In the field of computer vision, quality enhancement plays an important role in improving video (or picture) quality and visual effect. Video (or picture) quality enhancement generally refers to improving the quality of the video (or picture) with quality loss. In the current communication system, video (or picture) transmission needs to go through the process of compression (or encoding), and in this process, the quality of the video (or picture) will be lost to some extent. Meanwhile, there is often noise in the transmission channel, which will also lead to the damage of video (or picture) quality after channel transmission. Therefore, the quality enhancement on the decoded video (or picture) can improve the quality of the video (or picture), and video (or picture) quality enhancement based on convolution neural network is an effective method. However, there is no corresponding solution to perform quality enhancement on the point cloud.

To this end, an embodiment of the disclosure provides a method for quality enhancement of a point cloud. As illustrated in FIG. 3, the method includes the following.

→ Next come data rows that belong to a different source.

//! Parallel processing of many sources.
//!
//! [`for_each_source`] runs one [`Pipeline`] per source on rayon's thread
//! pool. Each worker opens its own container, decoder and device, so no
//! pipeline state is shared between threads.
//!
//! Requires the `rayon` feature.

use std::path::Path;

use rayon::iter::{IntoParallelRefIterator, ParallelIterator};

use crate::configuration::PipelineOptions;
use crate::error::PipelineError;
use crate::pipeline::Pipeline;

/// Open a pipeline for every path and hand it to `process` on a rayon
/// worker.
///
/// Results come back in the order of `paths`. A source that cannot be
/// opened, or whose `process` call fails, yields an `Err` entry without
/// affecting the others.
///
/// # Example
///
/// ```no_run
/// use framepump::{PipelineOptions, parallel};
///
/// let counts = parallel::for_each_source(
///     &["a.mp4", "b.mkv"],
///     &PipelineOptions::new(),
///     |_path, pipeline| {
///         let mut count = 0u64;
///         while pipeline.next_frame()?.is_some() {
///             count += 1;
///         }
///         Ok(count)
///     },
/// );
/// # let _ = counts;
/// ```
pub fn for_each_source<P, T, F>(
    paths: &[P],
    options: &PipelineOptions,
    process: F,
) -> Vec<Result<T, PipelineError>>
where
    P: AsRef<Path> + Sync,
    T: Send,
    F: Fn(&Path, &mut Pipeline) -> Result<T, PipelineError> + Sync,
{
    log::debug!("Processing {} sources in parallel", paths.len());
    paths
        .par_iter()
        .map(|path| {
            let path = path.as_ref();
            let mut pipeline = Pipeline::with_options(path, options.clone())?;
            process(path, &mut pipeline)
        })
        .collect()
}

At block 10, multiple three-dimensional (3D) patches are extracted from the point cloud, where the point cloud includes attribute data and geometry data.

At block 20, the extracted multiple three-dimensional patches are converted into two-dimensional (2D) pictures.

At block 30, quality enhancement is performed on attribute data of the converted two-dimensional pictures, and the attribute data of the point cloud is updated according to the attribute data of the two-dimensional pictures after quality enhancement.

In some embodiments of the disclosure, the patch is a set of partial points in the point cloud. For example, if the point cloud is a set of three-dimensional points representing a surface of an object, the patch may be a set of three-dimensional points representing a piece of the surface of the object. In an example, one point in the point cloud is taken as the target point, and a specific number (e.g., 1023) of points nearest to the point in terms of Euclidean distance form one three-dimensional patch.

In embodiments of the disclosure, the method for quality enhancement of the point cloud converts the quality enhancement of the three-dimensional point cloud into the quality enhancement of the two-dimensional pictures. By extracting the three-dimensional patch and processing like conversion from three-dimensional to two-dimensional and combining with the method for quality enhancement of the two-dimensional pictures, the attribute data of the point cloud is updated according to the attribute data of the two-dimensional pictures after quality enhancement, achieving the quality enhancement of the three-dimensional point cloud.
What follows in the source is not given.